Auch hier der Hinweis, nicht auf meine LinkedIn-Beiträge zugreifen zu können. Aber immerhin liefert mir Copilot eine Persönlichkeitsanalyse basierend auf anderen öffentlich zugänglichen Quellen – hier konkret meinem – diesem – Blog, einem Interview im LVQ-Blog sowie einem – und das ist bemerkenswert – Podcast bei der ZEIT. Hier wäre jetzt natürlich sehr spannend zu wissen, ob Copilot dabei auch auf das zugegriffen hat, was ich im Podcast gesagt habe oder nur die Information verwendet hat, DASS ich in einem Podcast (zum Thema Gamification in der Personalsuche) zu Gast war…

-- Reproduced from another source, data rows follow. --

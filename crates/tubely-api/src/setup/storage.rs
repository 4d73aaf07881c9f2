//! Storage setup and initialization

use anyhow::{Context, Result};
use tubely_core::Config;
use tubely_storage::{create_storage, StorageSet};

/// Build the media and assets stores selected by configuration.
pub async fn setup_storage(config: &Config) -> Result<StorageSet> {
    tracing::info!(backend = %config.storage_backend(), "Initializing storage...");
    let storage = create_storage(config)
        .await
        .context("Failed to initialize storage")?;

    tracing::info!(
        backend = %storage.media.backend_type(),
        container = %storage.media.container(),
        assets = %storage.assets.base_path().display(),
        serves_media = storage.local_media.is_some(),
        "Storage initialized successfully"
    );
    Ok(storage)
}
//! Upload policy: which content types each flow accepts and how large the
//! file may be.

use crate::error::ProcessingError;

/// Room for multipart boundaries and part headers on top of the file ceiling.
pub const MULTIPART_OVERHEAD_BYTES: u64 = 64 * 1024;

/// Allow-listed media types
#[derive(Debug, Clone, Copy, PartialEq, Eq)]
pub enum MediaType {
    VideoMp4,
    ImageJpeg,
    ImagePng,
}

impl MediaType {
    pub fn mime(&self) -> &'static str {
        match self {
            MediaType::VideoMp4 => "video/mp4",
            MediaType::ImageJpeg => "image/jpeg",
            MediaType::ImagePng => "image/png",
        }
    }

    /// File extension used in object keys
    pub fn extension(&self) -> &'static str {
        match self {
            MediaType::VideoMp4 => "mp4",
            MediaType::ImageJpeg => "jpg",
            MediaType::ImagePng => "png",
        }
    }

    fn from_mime(mime: &str) -> Option<Self> {
        match mime {
            "video/mp4" => Some(MediaType::VideoMp4),
            "image/jpeg" => Some(MediaType::ImageJpeg),
            "image/png" => Some(MediaType::ImagePng),
            _ => None,
        }
    }
}

/// Strip parameters from a Content-Type value and normalize case
pub fn normalize_content_type(content_type: &str) -> String {
    content_type
        .split(';')
        .next()
        .unwrap_or(content_type)
        .trim()
        .to_lowercase()
}

/// Per-flow upload rules
#[derive(Debug, Clone, Copy)]
pub struct UploadPolicy {
    /// Multipart field carrying the file
    pub field_name: &'static str,
    /// Largest accepted file, in bytes (inclusive)
    pub max_bytes: u64,
    pub allowed: &'static [MediaType],
}

impl UploadPolicy {
    pub const VIDEO: UploadPolicy = UploadPolicy {
        field_name: "video",
        max_bytes: 1 << 30,
        allowed: &[MediaType::VideoMp4],
    };

    pub const THUMBNAIL: UploadPolicy = UploadPolicy {
        field_name: "thumbnail",
        max_bytes: 10 << 20,
        allowed: &[MediaType::ImageJpeg, MediaType::ImagePng],
    };

    /// Validate a declared content type against the allow-list.
    ///
    /// A missing content type is rejected like any other unlisted one.
    pub fn accept(&self, declared: Option<&str>) -> Result<MediaType, ProcessingError> {
        let declared = declared.unwrap_or_default();
        let normalized = normalize_content_type(declared);
        MediaType::from_mime(&normalized)
            .filter(|media_type| self.allowed.contains(media_type))
            .ok_or_else(|| {
                ProcessingError::UnsupportedMediaType(if normalized.is_empty() {
                    "(none)".to_string()
                } else {
                    normalized
                })
            })
    }

    /// HTTP body limit for a request carrying one such file
    pub fn body_limit(&self) -> usize {
        (self.max_bytes + MULTIPART_OVERHEAD_BYTES) as usize
    }
}
//! Database setup and initialization

use anyhow::{Context, Result};
use sqlx::postgres::PgPoolOptions;
use sqlx::PgPool;
use std::path::Path;
use std::time::Duration;
use tubely_core::Config;

/// Setup database connection pool and run migrations
pub async fn setup_database(config: &Config) -> Result<PgPool> {
    tracing::info!("Connecting to database...");
    let pool = PgPoolOptions::new()
        .max_connections(config.db_max_connections())
        .acquire_timeout(Duration::from_secs(config.db_timeout_seconds()))
        .idle_timeout(Duration::from_secs(600))
        .max_lifetime(Duration::from_secs(1800))
        .connect(config.database_url())
        .await
        .context("Failed to connect to database")?;

    tracing::info!(
        max_connections = config.db_max_connections(),
        "Database connected successfully"
    );

    // Path: workspace migrations/ from crate root
    let migrations_dir = Path::new(env!("CARGO_MANIFEST_DIR")).join("../../migrations");
    let migrator = sqlx::migrate::Migrator::new(migrations_dir)
        .await
        .context("Failed to load migrations")?;
    migrator
        .run(&pool)
        .await
        .context("Failed to run database migrations")?;
    tracing::info!("Database migrations applied");

    Ok(pool)
}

Inhaltlich zeigen sich enorm hohe Übereinstimmungen der „Persönlichkeitsanalysen“ von ChatGPT oben und Copilot. Teilweise werden sogar sehr ähnliche Formulierungen verwendet. Wohlwollend betrachtet spräche dies für ein hohes Maß an „Interrater-Reliabilität“ beider LLM. Weniger wohlwollend könnte es auch sein, dass LLM einfach alle mehr oder weniger gleich gut darin sind, wohlfeile Allgemeinplätze zu produzieren – wie gesagt, Barnum-Effekt und Küchenpsychologie (s.o.) lassen grüßen…

Fazit:

Nun, das ist hier natürlich keine Studie, sondern ein Quick&Dirty-Selbstversuch. Um zu belastbareren Aussagen zu kommen, müsste die sog. „Konvergenzvalidität“ überprüft werden, also hier die „Befunde“ der KI bzgl. der fünf Persönlichkeitsdimensionen statistisch mit denen eines für diesen Zweck entwickelten und validierten Persönlichkeitsfragebogens (etwa dem PersonalityMatcher oder dem NEO-FFI) verglichen werden. Darum ging es mir in diesem Beitrag nicht. Ich bin mir aber sicher, dass wir zu diesem Themengebiet sehr bald mehr hören werden.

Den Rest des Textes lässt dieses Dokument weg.